Micro-scale current path distributions of Zn1-xMgxO-coated SnO2:F transparent electrodes prepared by sol-gel and sputtering methods in perovskite solar cells

Methylammonium lead iodide perovskite solar cells with Zn1-xMgxO buffers (hole-blocking layers) were fabricated to optimize conduction band offset (CBO) of buffer/perovskite absorber interface. The Zn1-xMgxO films were prepared by sol-gel and sputtering methods. It is disclosed that the Zn1-xMgxO buffers with increasing [Mg]/( [Mg] + [Zn]) from 0 (pure ZnO) to 0.15 prepared by the sol-gel method lead to the enhancement of conversion efficiency (q) from 10.7 to 15.1%, attributed to the improvement of the CBO. However, the Zn1-xMgxO buffers with enhancing [Mg]/([Mg] + [Zn]) from 0 to 0.10 deposited by the sputtering method yield the decrease in eta from 6.6 to 5.6%. The lower eta in the case of the sputtering method is mainly caused by the lower short-circuit current density (J(SC)).
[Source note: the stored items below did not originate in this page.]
//! # Store Layer
//!
//! [`MappedVector`] provides dense, typed array semantics over a
//! memory-mapped backing file. The file layout is the simplest possible:
//! element 0 at offset 0, element i at offset `i * width`, file length
//! always `count * width`. Growth and shrinkage resize the file in place
//! through the region's unmap/truncate/remap protocol.
//!
//! ## Failure Semantics
//!
//! - Get-family out-of-range indexes are a soft `None`, never an error.
//! - Set/append index or value problems are hard batch-aborting errors:
//!   every pair in a batch is validated before any element is modified.
//! - Every mutating operation on a read-only store fails with
//!   [`StoreError::ReadOnly`] before its arguments are looked at.
//!
//! ## Durability
//!
//! Writes request asynchronous write-back of the mapping; data becomes
//! durable at the OS's discretion. Callers needing stronger guarantees use
//! [`MappedVector::flush`].

mod region;
mod vector;

pub(crate) use region::MappedRegion;
pub use vector::MappedVector;

use crate::error::StoreError;

/// Parses a textual index argument for command bindings. Malformed input is
/// a hard error, unlike out-of-range lookups which are soft.
pub fn parse_index(raw: &str) -> Result<i64, StoreError> {
    raw.trim().parse().map_err(|_| StoreError::BadIndex {
        raw: raw.to_string(),
    })
}

#[cfg(test)]
mod tests {
    use super::*;

    #[test]
    fn parse_index_accepts_integers() {
        assert_eq!(parse_index("0").unwrap(), 0);
        assert_eq!(parse_index(" -3 ").unwrap(), -3);
    }

    #[test]
    fn parse_index_rejects_garbage() {
        assert_eq!(
            parse_index("1.5").unwrap_err(),
            StoreError::BadIndex {
                raw: "1.5".to_string()
            }
        );
        assert!(parse_index("x").is_err());
    }
}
According to micro-scale current path distributions of ZnO-coated SnO2:F (FTO) substrates, local current easily flows in case of ZnO-coated FTO sample by sol-gel method. On the other hand, the local current hardly flows especially at peak regions of sample surface in case of ZnO-coated FTO sample by sputtering method. This is because ZnO (or Zn1-xMgxO with [Mg]/([Mg] + [Zn]) of 0) by sputtering has higher resistance than that by sol-gel method and tends to be formed on peak regions of the FTO surface. Consequently, the low J(SC) of the perovskite solar cells with the buffer by sputtering method is observed.